Oh it's been a busy, busy few weeks. Johnny went to Texas and road-tripped back, the girls turned 1, school is winding down, my brother is getting married in 2 weeks and all 5 of us are in the wedding... we're just busy.
It's that time of year I get into that weird funk. It's been really hard lately watching Colby grow and watching the girls grow together and thinking about Connor and what should be right now. I would have thought that I'd have accepted it by now, but I haven't. Each day beings a new stage and a new "what if" and it's just been really hard. It's not enough to really break me down, but it's enough to really leave my heart heavy and hurting. It's so hard to believe that it's almost been 3 years since the boys were born. I'm not sure I'll ever get over the awe and disbelief of that one. And some days it's even harder to remember how sick they were or even that we had Connor for those two days. And some days I'm just reminded so much of how I never really dealt with Connor's death and the aftermath.
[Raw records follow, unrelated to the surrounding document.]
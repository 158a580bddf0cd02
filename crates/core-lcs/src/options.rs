//! Tuning knobs for the hybrid LCS engine.

/// Negative return value: the computation would exceed the configured
/// memory budget even in its linear-memory form.
pub const MEMORY_LIMIT_EXCEEDED: i32 = -1;
/// Negative return value: the difference between the sequences exceeds the
/// search bound.
pub const MAX_DIFF_EXCEEDED: i32 = -3;

// Runtime factors measured on representative inputs. They only matter
// relative to each other: the estimators multiply them with instruction
// counts to pick the cheaper kernel.
const HUNT_FACTOR: f32 = 0.000000037547156;
const MYERS_FACTOR: f32 = 0.000000001179166;
const INIT_FACTOR: f32 = 0.000000002785935;
const ESTIMATE_FACTOR: f32 = 0.000000003818995;

/// Configuration for [`crate::Lcs`].
///
/// `max_memory` bounds the scratch memory the engine may allocate. When the
/// backpointer variants would exceed it, the engine switches to recursive
/// split-point variants with linear memory consumption; if even those do not
/// fit, the run fails with [`MEMORY_LIMIT_EXCEEDED`].
///
/// `max_keys` is an exclusive upper bound on the integer keys in the input.
/// The runtime of Hunt's algorithm depends on it; callers that map their
/// input through [`crate::map_to_integer`] should pass the returned key
/// count.
///
/// The runtime of Myers' algorithm depends on the (unknown) number of
/// differences, which can only be bounded. `lcs_bound_ratio` weights the
/// lower and upper difference bounds as
/// `ratio * lower + (1 - ratio) * upper` when estimating it.
#[derive(Debug, Clone, PartialEq)]
pub struct LcsOptions {
    pub hunt_factor: f32,
    pub myers_factor: f32,
    pub init_factor: f32,
    pub estimate_factor: f32,
    pub lcs_bound_ratio: f32,
    pub max_memory: i64,
    pub max_keys: i32,
}

impl Default for LcsOptions {
    fn default() -> Self {
        Self {
            hunt_factor: HUNT_FACTOR,
            myers_factor: MYERS_FACTOR,
            init_factor: INIT_FACTOR,
            estimate_factor: ESTIMATE_FACTOR,
            lcs_bound_ratio: 0.7,
            // 1 MiB is sufficient for most inputs.
            max_memory: 1 << 20,
            max_keys: i32::MAX,
        }
    }
}

impl LcsOptions {
    /// Raises the memory budget to at least `memory`.
    pub fn recommend_memory(&mut self, memory: i64) {
        if memory > self.max_memory {
            self.max_memory = memory;
        }
    }
}
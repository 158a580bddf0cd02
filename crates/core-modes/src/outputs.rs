//! The mode-aware output store for one test case.

use std::collections::BTreeMap;
use std::sync::LazyLock;

use regex::Regex;

use core_status::{Result, StatusError, ensure_internal};

use crate::mode::{TestCaseMode, TestCaseModeSet};

const POSSIBLE_MODES_PREFIX: &str = "Possible Modes:";

/// Matches an output header line: `<result type>[mode 1][mode 2]...`.
static HEADER: LazyLock<Regex> =
    LazyLock::new(|| Regex::new(r"^<([^>]*)>(.*)$").expect("header regex"));

/// The outputs of a single mode: result type to text.
#[derive(Debug, Clone, Default, PartialEq, Eq)]
pub struct ModeResults {
    result_type_to_output: BTreeMap<String, String>,
}

impl ModeResults {
    /// The text recorded for `result_type`, if any.
    pub fn get(&self, result_type: &str) -> Option<&str> {
        self.result_type_to_output.get(result_type).map(String::as_str)
    }

    /// Adds `output` for `result_type` unless one exists. Returns whether
    /// it was added.
    #[must_use]
    fn add_output(&mut self, result_type: &str, output: &str) -> bool {
        if self.result_type_to_output.contains_key(result_type) {
            return false;
        }
        self.result_type_to_output
            .insert(result_type.to_string(), output.to_string());
        true
    }

    /// Removes the output for `result_type`. Returns whether it existed.
    #[must_use]
    fn remove_result_type(&mut self, result_type: &str) -> bool {
        self.result_type_to_output.remove(result_type).is_some()
    }

    pub fn is_empty(&self) -> bool {
        self.result_type_to_output.is_empty()
    }

    /// Iterates `(result_type, output)` pairs in result-type order.
    pub fn iter(&self) -> impl Iterator<Item = (&str, &str)> {
        self.result_type_to_output
            .iter()
            .map(|(k, v)| (k.as_str(), v.as_str()))
    }
}

/// Parse result for the first line of an expected-output part.
struct FirstLine<'a> {
    /// True when the line is a `Possible Modes:` declaration.
    is_possible_modes: bool,
    result_type: String,
    test_modes: Vec<TestCaseMode>,
    /// Everything after the consumed header; the whole part when the first
    /// line carried no header.
    remainder: &'a str,
}
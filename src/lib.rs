//! Storefront core for a plant e-commerce shop: catalog browsing, the
//! session cart, checkout against a hosted payment widget, order tracking
//! with live status updates, and the nursery inventory dashboard.
//!
//! Persistence, auth, file storage and change notification are all owned by
//! a hosted backend. `domain::ports` defines one trait per collaborator,
//! `application` holds the flows that orchestrate them, and
//! `infrastructure` implements the ports over the backend's REST surface.

pub mod application;
pub mod config;
pub mod domain;
pub mod infrastructure;

pub use config::BackendConfig;
pub use domain::cart::{CartLine, CartLineInput, CartStore};
pub use domain::errors::StorefrontError;
//! Thin REST client for the hosted backend's row API.

use reqwest::{RequestBuilder, Response};
use serde::de::DeserializeOwned;
use serde::Serialize;

use crate::config::BackendConfig;
use crate::domain::errors::StorefrontError;

// ── Error conversions (infrastructure concern only) ──────────────────────────

impl From<reqwest::Error> for StorefrontError {
    fn from(e: reqwest::Error) -> Self {
        StorefrontError::RemoteRequestFailed(e.to_string())
    }
}

// ── Query building ───────────────────────────────────────────────────────────

/// Column filters in the backend's query notation, e.g. `price=lte.200`.
#[derive(Debug, Clone, PartialEq, Eq)]
pub enum Filter {
    Eq(&'static str, String),
    /// Case-insensitive substring match; the needle is wrapped in wildcards.
    ILike(&'static str, String),
    Gt(&'static str, String),
    Gte(&'static str, String),
    Lte(&'static str, String),
}

impl Filter {
    fn as_pair(&self) -> (&'static str, String) {
        match self {
            Filter::Eq(column, value) => (*column, format!("eq.{value}")),
            Filter::ILike(column, needle) => (*column, format!("ilike.*{needle}*")),
            Filter::Gt(column, value) => (*column, format!("gt.{value}")),
            Filter::Gte(column, value) => (*column, format!("gte.{value}")),
            Filter::Lte(column, value) => (*column, format!("lte.{value}")),
        }
    }
}

/// One offset window of a listing.
#[derive(Debug, Clone, Copy, PartialEq, Eq)]
pub struct Window {
    pub offset: i64,
    pub limit: i64,
}

// ── Client ───────────────────────────────────────────────────────────────────

#[derive(Debug, Clone)]
pub struct RestClient {
    http: reqwest::Client,
    base_url: String,
    api_key: String,
}

impl RestClient {
    pub fn new(config: &BackendConfig) -> Self {
        Self {
            http: reqwest::Client::new(),
            base_url: config.base_url.clone(),
            api_key: config.api_key.clone(),
        }
    }

    pub(crate) fn http(&self) -> &reqwest::Client {
        &self.http
    }

    pub(crate) fn api_key(&self) -> &str {
        &self.api_key
    }

    pub(crate) fn endpoint(&self, path: &str) -> String {
        format!("{}/{}", self.base_url, path)
    }

    fn relation_url(&self, relation: &str) -> String {
        self.endpoint(&format!("rest/v1/{relation}"))
    }

    fn authorize(&self, builder: RequestBuilder) -> RequestBuilder {
        builder
            .header("apikey", &self.api_key)
            .bearer_auth(&self.api_key)
    }

    fn select_request(
        &self,
        relation: &str,
        filters: &[Filter],
        order: Option<&str>,
        window: Option<Window>,
    ) -> RequestBuilder {
        let mut query: Vec<(&str, String)> = vec![("select", "*".to_string())];
        query.extend(filters.iter().map(Filter::as_pair));
        if let Some(order) = order {
            query.push(("order", order.to_string()));
        }
        if let Some(window) = window {
            query.push(("offset", window.offset.to_string()));
            query.push(("limit", window.limit.to_string()));
        }
        let mut builder = self
            .authorize(self.http.get(self.relation_url(relation)))
            .query(&query);
        if window.is_some() {
            builder = builder.header("Prefer", "count=exact");
        }
        builder
    }

    /// All rows matching the filters.
    pub async fn select<T: DeserializeOwned>(
        &self,
        relation: &str,
        filters: &[Filter],
        order: Option<&str>,
    ) -> Result<Vec<T>, StorefrontError> {
        let response = self
            .select_request(relation, filters, order, None)
            .send()
            .await?;
        let response = check(relation, response).await?;
        Ok(response.json().await?)
    }

    /// One offset window of rows plus the exact total from `Content-Range`.
    pub async fn select_window<T: DeserializeOwned>(
        &self,
        relation: &str,
        filters: &[Filter],
        order: Option<&str>,
        window: Window,
    ) -> Result<(Vec<T>, i64), StorefrontError> {
        let response = self
            .select_request(relation, filters, order, Some(window))
            .send()
            .await?;
        let response = check(relation, response).await?;
        let total = response
            .headers()
            .get("content-range")
            .and_then(|value| value.to_str().ok())
            .and_then(parse_content_range_total)
            .ok_or_else(|| {
                StorefrontError::RemoteRequestFailed(format!(
                    "{relation}: missing count in Content-Range"
                ))
            })?;
        Ok((response.json().await?, total))
    }

    /// Inserts rows and returns the stored representations.
    pub async fn insert<B: Serialize + ?Sized, T: DeserializeOwned>(
        &self,
        relation: &str,
        rows: &B,
    ) -> Result<Vec<T>, StorefrontError> {
        let response = self
            .authorize(self.http.post(self.relation_url(relation)))
            .header("Prefer", "return=representation")
            .json(rows)
            .send()
            .await?;
        let response = check(relation, response).await?;
        Ok(response.json().await?)
    }

    pub async fn update<B: Serialize + ?Sized>(
        &self,
        relation: &str,
        filters: &[Filter],
        changes: &B,
    ) -> Result<(), StorefrontError> {
        let query: Vec<_> = filters.iter().map(Filter::as_pair).collect();
        let response = self
            .authorize(self.http.patch(self.relation_url(relation)))
            .query(&query)
            .json(changes)
            .send()
            .await?;
        check(relation, response).await?;
        Ok(())
    }

    pub async fn delete(&self, relation: &str, filters: &[Filter]) -> Result<(), StorefrontError> {
        let query: Vec<_> = filters.iter().map(Filter::as_pair).collect();
        let response = self
            .authorize(self.http.delete(self.relation_url(relation)))
            .query(&query)
            .send()
            .await?;
        check(relation, response).await?;
        Ok(())
    }
}

/// Maps a non-2xx response onto `RemoteRequestFailed`, keeping the body as
/// the cause.
async fn check(relation: &str, response: Response) -> Result<Response, StorefrontError> {
    let status = response.status();
    if status.is_success() {
        return Ok(response);
    }
    let body = response.text().await.unwrap_or_default();
    Err(StorefrontError::RemoteRequestFailed(format!(
        "{status} on {relation}: {body}"
    )))
}

/// The exact total from a `Content-Range` value such as `0-9/57` or `*/0`.
fn parse_content_range_total(value: &str) -> Option<i64> {
    value.rsplit('/').next()?.trim().parse().ok()
}
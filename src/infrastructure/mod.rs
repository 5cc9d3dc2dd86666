pub mod auth;
pub mod client;
pub mod directory;
pub mod orders;
pub mod plants;
pub mod realtime;
pub mod storage;
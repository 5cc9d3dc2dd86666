//! Turns a cart into persisted orders via the payment and order-store
//! collaborators.

use uuid::Uuid;

use crate::domain::address::{Address, Profile};
use crate::domain::cart::{CartFingerprint, CartLine, CartStore};
use crate::domain::errors::StorefrontError;
use crate::domain::order::drafts_from_lines;
use crate::domain::ports::{
    AuthGateway, CustomerDirectory, OrderRepository, PaymentConfirmation, PaymentGateway,
    PaymentPrefill, PaymentRequest, UserIdentity,
};
use crate::domain::pricing;

use super::require_user;

pub const PAYMENT_CURRENCY: &str = "INR";
pub const PAYMENT_DESCRIPTION: &str = "Plant purchase";

/// Progress of one checkout attempt. `Success` and `Failed` are terminal;
/// a retry starts a fresh attempt at `Idle`.
#[derive(Debug, Clone, Copy, PartialEq, Eq)]
pub enum CheckoutPhase {
    Idle,
    AddressSelected,
    AwaitingPayment,
    Submitting,
    Success,
    Failed,
}

impl CheckoutPhase {
    pub fn can_advance_to(self, next: CheckoutPhase) -> bool {
        use CheckoutPhase::*;
        match (self, next) {
            (Success | Failed, _) => false,
            (_, Failed) => true,
            (Idle, AddressSelected)
            | (AddressSelected, AwaitingPayment)
            | (AwaitingPayment, Submitting)
            | (Submitting, Success) => true,
            _ => false,
        }
    }
}

#[derive(Debug)]
struct PhaseLog(Vec<CheckoutPhase>);

impl PhaseLog {
    fn start() -> Self {
        Self(vec![CheckoutPhase::Idle])
    }

    fn current(&self) -> CheckoutPhase {
        self.0.last().copied().unwrap_or(CheckoutPhase::Idle)
    }

    fn advance(&mut self, next: CheckoutPhase) {
        debug_assert!(
            self.current().can_advance_to(next),
            "checkout phase {:?} cannot advance to {:?}",
            self.current(),
            next
        );
        self.0.push(next);
    }
}

/// A begun attempt whose payment widget is open. Consumed exactly once by
/// [`CheckoutService::confirm`]; dropping it abandons the attempt without
/// side effects.
#[derive(Debug)]
pub struct PendingPayment {
    customer: UserIdentity,
    address: Address,
    snapshot: Vec<CartLine>,
    fingerprint: CartFingerprint,
    request: PaymentRequest,
    phases: PhaseLog,
}

impl PendingPayment {
    pub fn request(&self) -> &PaymentRequest {
        &self.request
    }

    pub fn address(&self) -> &Address {
        &self.address
    }
}

#[derive(Debug, Clone, PartialEq)]
pub struct PlacedOrders {
    pub order_ids: Vec<Uuid>,
    pub payment_ref: String,
}

/// What a finished attempt came to, with the phases it moved through.
#[derive(Debug)]
pub struct CheckoutOutcome {
    pub result: Result<PlacedOrders, StorefrontError>,
    pub phases: Vec<CheckoutPhase>,
}

impl CheckoutOutcome {
    pub fn succeeded(&self) -> bool {
        self.result.is_ok()
    }

    pub fn final_phase(&self) -> CheckoutPhase {
        self.phases.last().copied().unwrap_or(CheckoutPhase::Idle)
    }

    pub fn into_result(self) -> Result<PlacedOrders, StorefrontError> {
        self.result
    }

    fn failed(error: StorefrontError, mut phases: PhaseLog) -> Self {
        phases.advance(CheckoutPhase::Failed);
        Self {
            result: Err(error),
            phases: phases.0,
        }
    }
}

pub struct CheckoutService<A, D, O, P> {
    auth: A,
    directory: D,
    orders: O,
    payments: P,
}

impl<A, D, O, P> CheckoutService<A, D, O, P>
where
    A: AuthGateway,
    D: CustomerDirectory,
    O: OrderRepository,
    P: PaymentGateway,
{
    pub fn new(auth: A, directory: D, orders: O, payments: P) -> Self {
        Self {
            auth,
            directory,
            orders,
            payments,
        }
    }

    /// Runs the whole protocol: identity, address, payment, batch insert,
    /// cart clear. Every failure leaves the cart untouched so the user can
    /// retry.
    pub async fn place_order(
        &self,
        cart: &mut CartStore,
        chosen_address: Option<Uuid>,
    ) -> CheckoutOutcome {
        let pending = match self.begin(cart, chosen_address).await {
            Ok(pending) => pending,
            Err(error) => {
                return CheckoutOutcome {
                    result: Err(error),
                    phases: vec![CheckoutPhase::Idle, CheckoutPhase::Failed],
                }
            }
        };
        let confirmation = match self.payments.collect(pending.request.clone()).await {
            Ok(confirmation) => confirmation,
            Err(error) => return CheckoutOutcome::failed(error, pending.phases),
        };
        self.confirm(cart, pending, confirmation).await
    }

    /// First half of an attempt: resolves identity and address, freezes the
    /// cart, and produces the payment request for the widget.
    pub async fn begin(
        &self,
        cart: &CartStore,
        chosen_address: Option<Uuid>,
    ) -> Result<PendingPayment, StorefrontError> {
        let mut phases = PhaseLog::start();
        let customer = require_user(&self.auth).await?;
        let profile = self.directory.profile(customer.id).await?;
        let saved = self.directory.addresses(customer.id).await?;
        let address = resolve_address(chosen_address, &saved, profile.as_ref())?;
        phases.advance(CheckoutPhase::AddressSelected);

        if cart.is_empty() {
            return Err(StorefrontError::EmptyCart);
        }

        let amount_minor = pricing::to_minor_units(&pricing::grand_total(cart))?;
        let request = PaymentRequest {
            amount_minor,
            currency: PAYMENT_CURRENCY.to_string(),
            description: PAYMENT_DESCRIPTION.to_string(),
            prefill: PaymentPrefill {
                name: profile.as_ref().and_then(|p| p.name.clone()),
                email: customer.email.clone(),
                contact: profile.as_ref().and_then(|p| p.phone.clone()),
            },
        };
        phases.advance(CheckoutPhase::AwaitingPayment);
        log::info!(
            "checkout: {} line(s), {} minor units, awaiting payment",
            cart.len(),
            amount_minor
        );

        Ok(PendingPayment {
            customer,
            address,
            snapshot: cart.snapshot(),
            fingerprint: cart.fingerprint(),
            request,
            phases,
        })
    }

    /// Second half, entered when the widget confirms. Refuses to act on a
    /// cart that changed while the widget was open.
    pub async fn confirm(
        &self,
        cart: &mut CartStore,
        pending: PendingPayment,
        confirmation: PaymentConfirmation,
    ) -> CheckoutOutcome {
        let PendingPayment {
            customer,
            address,
            snapshot,
            fingerprint,
            request: _,
            mut phases,
        } = pending;

        if cart.fingerprint() != fingerprint {
            log::warn!("checkout: cart changed while the payment widget was open");
            return CheckoutOutcome::failed(StorefrontError::StaleCheckout, phases);
        }

        phases.advance(CheckoutPhase::Submitting);
        let drafts = drafts_from_lines(customer.id, &snapshot, &address, &confirmation.payment_ref);
        match self.orders.insert_batch(drafts).await {
            Ok(order_ids) => {
                cart.clear();
                phases.advance(CheckoutPhase::Success);
                log::info!("checkout: placed {} order(s)", order_ids.len());
                CheckoutOutcome {
                    result: Ok(PlacedOrders {
                        order_ids,
                        payment_ref: confirmation.payment_ref,
                    }),
                    phases: phases.0,
                }
            }
            Err(error) => {
                log::error!("checkout: batch insert failed: {error}");
                CheckoutOutcome::failed(error, phases)
            }
        }
    }
}

/// Shipping-address preference: the caller's explicit choice, else the saved
/// default, else the profile's address.
fn resolve_address(
    chosen: Option<Uuid>,
    saved: &[Address],
    profile: Option<&Profile>,
) -> Result<Address, StorefrontError> {
    if let Some(id) = chosen {
        return saved
            .iter()
            .find(|a| a.id == Some(id))
            .cloned()
            .ok_or(StorefrontError::NoAddressSelected);
    }
    if let Some(default) = saved.iter().find(|a| a.is_default) {
        return Ok(default.clone());
    }
    profile
        .and_then(Profile::as_address)
        .ok_or(StorefrontError::NoAddressSelected)
}
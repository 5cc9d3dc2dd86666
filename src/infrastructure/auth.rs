use std::sync::RwLock;

use serde::Deserialize;
use uuid::Uuid;

use crate::domain::errors::StorefrontError;
use crate::domain::ports::{AuthGateway, UserIdentity};

use super::client::RestClient;

#[derive(Debug, Deserialize)]
struct AuthUser {
    id: Uuid,
    #[serde(default)]
    email: Option<String>,
}

impl From<AuthUser> for UserIdentity {
    fn from(user: AuthUser) -> Self {
        Self {
            id: user.id,
            email: user.email,
        }
    }
}

#[derive(Debug, Deserialize)]
struct TokenResponse {
    access_token: String,
    user: AuthUser,
}

/// Password-grant session against the backend's auth endpoints. The access
/// token lives only as long as this value; there is no token persistence.
pub struct RestAuthGateway {
    client: RestClient,
    access_token: RwLock<Option<String>>,
}

impl RestAuthGateway {
    pub fn new(client: RestClient) -> Self {
        Self {
            client,
            access_token: RwLock::new(None),
        }
    }

    fn token(&self) -> Option<String> {
        self.access_token.read().ok()?.clone()
    }
}

impl AuthGateway for RestAuthGateway {
    async fn current_user(&self) -> Result<Option<UserIdentity>, StorefrontError> {
        let Some(token) = self.token() else {
            return Ok(None);
        };
        let response = self
            .client
            .http()
            .get(self.client.endpoint("auth/v1/user"))
            .header("apikey", self.client.api_key())
            .bearer_auth(&token)
            .send()
            .await?;
        // An expired or revoked session reads as signed out, not as an error.
        if response.status() == reqwest::StatusCode::UNAUTHORIZED {
            return Ok(None);
        }
        if !response.status().is_success() {
            return Err(StorefrontError::RemoteRequestFailed(format!(
                "{} on auth/v1/user",
                response.status()
            )));
        }
        let user: AuthUser = response.json().await?;
        Ok(Some(user.into()))
    }

    async fn sign_in(&self, email: &str, password: &str) -> Result<UserIdentity, StorefrontError> {
        let response = self
            .client
            .http()
            .post(self.client.endpoint("auth/v1/token"))
            .query(&[("grant_type", "password")])
            .header("apikey", self.client.api_key())
            .json(&serde_json::json!({ "email": email, "password": password }))
            .send()
            .await?;
        if !response.status().is_success() {
            return Err(StorefrontError::NotAuthenticated);
        }
        let token: TokenResponse = response.json().await?;
        if let Ok(mut slot) = self.access_token.write() {
            *slot = Some(token.access_token);
        }
        Ok(token.user.into())
    }

    async fn sign_out(&self) -> Result<(), StorefrontError> {
        let token = self
            .access_token
            .write()
            .ok()
            .and_then(|mut slot| slot.take());
        if let Some(token) = token {
            let result = self
                .client
                .http()
                .post(self.client.endpoint("auth/v1/logout"))
                .header("apikey", self.client.api_key())
                .bearer_auth(&token)
                .send()
                .await;
            if let Err(error) = result {
                // The local session is already gone; the server side expires
                // on its own.
                log::warn!("sign-out request failed: {error}");
            }
        }
        Ok(())
    }
}
use std::fmt;
use std::str::FromStr;

use bigdecimal::BigDecimal;
use chrono::{DateTime, Utc};
use serde::de::DeserializeOwned;
use serde::{Deserialize, Deserializer, Serialize, Serializer};
use serde_json::Value;
use uuid::Uuid;

use super::address::Address;
use super::cart::CartLine;
use super::pricing;

/// Lifecycle of a stored order, driven from the nursery dashboard. The
/// forward states may each jump to any later forward state; `Delivered` and
/// `Cancelled` are terminal.
#[derive(Debug, Clone, Copy, PartialEq, Eq)]
pub enum OrderStatus {
    OrderPlaced,
    Confirmed,
    Processing,
    Shipped,
    Delivered,
    Cancelled,
}

impl OrderStatus {
    /// Stored label. Existing rows mix capitalisations, so parsing is
    /// case-insensitive; writing always uses these.
    pub fn label(&self) -> &'static str {
        match self {
            OrderStatus::OrderPlaced => "order placed",
            OrderStatus::Confirmed => "confirmed",
            OrderStatus::Processing => "processing",
            OrderStatus::Shipped => "shipped",
            OrderStatus::Delivered => "delivered",
            OrderStatus::Cancelled => "cancelled",
        }
    }

    /// The statuses a nursery may move an order to from here.
    pub fn allowed_next(&self) -> &'static [OrderStatus] {
        use OrderStatus::*;
        match self {
            OrderPlaced => &[Confirmed, Processing, Shipped, Delivered],
            Confirmed => &[Processing, Shipped, Delivered],
            Processing => &[Shipped, Delivered],
            Shipped => &[Delivered],
            Delivered | Cancelled => &[],
        }
    }

    pub fn can_become(&self, next: OrderStatus) -> bool {
        self.allowed_next().contains(&next)
    }

    pub fn is_terminal(&self) -> bool {
        self.allowed_next().is_empty()
    }
}

impl fmt::Display for OrderStatus {
    fn fmt(&self, f: &mut fmt::Formatter<'_>) -> fmt::Result {
        f.write_str(self.label())
    }
}

impl FromStr for OrderStatus {
    type Err = ();

    fn from_str(s: &str) -> Result<Self, Self::Err> {
        match s.to_ascii_lowercase().as_str() {
            "order placed" => Ok(OrderStatus::OrderPlaced),
            "confirmed" => Ok(OrderStatus::Confirmed),
            "processing" => Ok(OrderStatus::Processing),
            "shipped" => Ok(OrderStatus::Shipped),
            "delivered" => Ok(OrderStatus::Delivered),
            "cancelled" => Ok(OrderStatus::Cancelled),
            _ => Err(()),
        }
    }
}

impl Serialize for OrderStatus {
    fn serialize<S: Serializer>(&self, serializer: S) -> Result<S::Ok, S::Error> {
        serializer.serialize_str(self.label())
    }
}

impl<'de> Deserialize<'de> for OrderStatus {
    fn deserialize<D: Deserializer<'de>>(deserializer: D) -> Result<Self, D::Error> {
        let s = String::deserialize(deserializer)?;
        s.parse()
            .map_err(|()| serde::de::Error::custom(format!("unknown order status '{s}'")))
    }
}

/// Orders are only ever persisted after a successful payment.
#[derive(Debug, Clone, Copy, PartialEq, Eq)]
pub enum PaymentStatus {
    Paid,
}

impl Serialize for PaymentStatus {
    fn serialize<S: Serializer>(&self, serializer: S) -> Result<S::Ok, S::Error> {
        serializer.serialize_str("Paid")
    }
}

impl<'de> Deserialize<'de> for PaymentStatus {
    fn deserialize<D: Deserializer<'de>>(deserializer: D) -> Result<Self, D::Error> {
        let s = String::deserialize(deserializer)?;
        if s.eq_ignore_ascii_case("paid") {
            Ok(PaymentStatus::Paid)
        } else {
            Err(serde::de::Error::custom(format!(
                "unknown payment status '{s}'"
            )))
        }
    }
}

/// The line as embedded inside an order row's `items` field.
#[derive(Debug, Clone, PartialEq, Serialize, Deserialize)]
pub struct OrderItemSnapshot {
    pub id: Uuid,
    pub name: String,
    pub price: BigDecimal,
    pub quantity: u32,
    #[serde(default)]
    pub image_url: String,
}

impl From<&CartLine> for OrderItemSnapshot {
    fn from(line: &CartLine) -> Self {
        Self {
            id: line.plant_id,
            name: line.name.clone(),
            price: line.unit_price.clone(),
            quantity: line.quantity,
            image_url: line.image_url.clone(),
        }
    }
}

/// Ephemeral record assembled at checkout, one per cart line. Handed to the
/// order store as a batch and never kept afterwards.
#[derive(Debug, Clone, PartialEq)]
pub struct OrderDraft {
    pub customer_id: Uuid,
    pub nursery_id: Option<Uuid>,
    pub item: OrderItemSnapshot,
    pub quantity: u32,
    pub unit_price: BigDecimal,
    pub total_price: BigDecimal,
    pub status: OrderStatus,
    pub payment_status: PaymentStatus,
    pub payment_ref: String,
    pub address: Address,
}

/// Builds one draft per line: the per-line order splitting is documented
/// behavior, not an aggregation bug. Every draft shares the payment
/// reference and the address snapshot.
pub fn drafts_from_lines(
    customer_id: Uuid,
    lines: &[CartLine],
    address: &Address,
    payment_ref: &str,
) -> Vec<OrderDraft> {
    lines
        .iter()
        .map(|line| OrderDraft {
            customer_id,
            nursery_id: line.nursery_id,
            item: OrderItemSnapshot::from(line),
            quantity: line.quantity,
            unit_price: line.unit_price.clone(),
            total_price: pricing::line_total(line),
            status: OrderStatus::OrderPlaced,
            payment_status: PaymentStatus::Paid,
            payment_ref: payment_ref.to_string(),
            address: address.clone(),
        })
        .collect()
}

/// Read model for an order row, with the embedded JSON fields parsed.
#[derive(Debug, Clone, PartialEq)]
pub struct OrderView {
    pub id: Uuid,
    pub customer_id: Uuid,
    pub nursery_id: Option<Uuid>,
    pub items: Vec<OrderItemSnapshot>,
    pub quantity: u32,
    pub unit_price: BigDecimal,
    pub total_price: BigDecimal,
    pub status: OrderStatus,
    pub payment_status: PaymentStatus,
    pub payment_ref: Option<String>,
    pub address: Option<Address>,
    pub created_at: DateTime<Utc>,
}

/// One row-change event for the orders relation, as pushed by the backend.
#[derive(Debug, Clone, PartialEq)]
pub enum OrderChange {
    Inserted(OrderView),
    Updated(OrderView),
    Deleted(Uuid),
}

/// Leniently parses a field that holds either JSON or a JSON-encoded string.
/// Stored rows contain both shapes, so readers accept either.
pub fn parse_embedded<T: DeserializeOwned>(value: &Value) -> Option<T> {
    match value {
        Value::Null => None,
        Value::String(text) => serde_json::from_str(text).ok(),
        other => serde_json::from_value(other.clone()).ok(),
    }
}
And some days, like today, I find that I have a million words and thoughts floating in my head but that I can't quite make any of them make sense...
2 comments:
Miss you, miss you, miss you! Its hard to keep up these darn blogs with these darn kids, huh? ;) We do need to plan a get together. Wonder what the midway point would be..Then again, weve always wanted to visit MA..
Ugh... so much to think about.
I loved reading the girls' birthday post! They grow so quickly!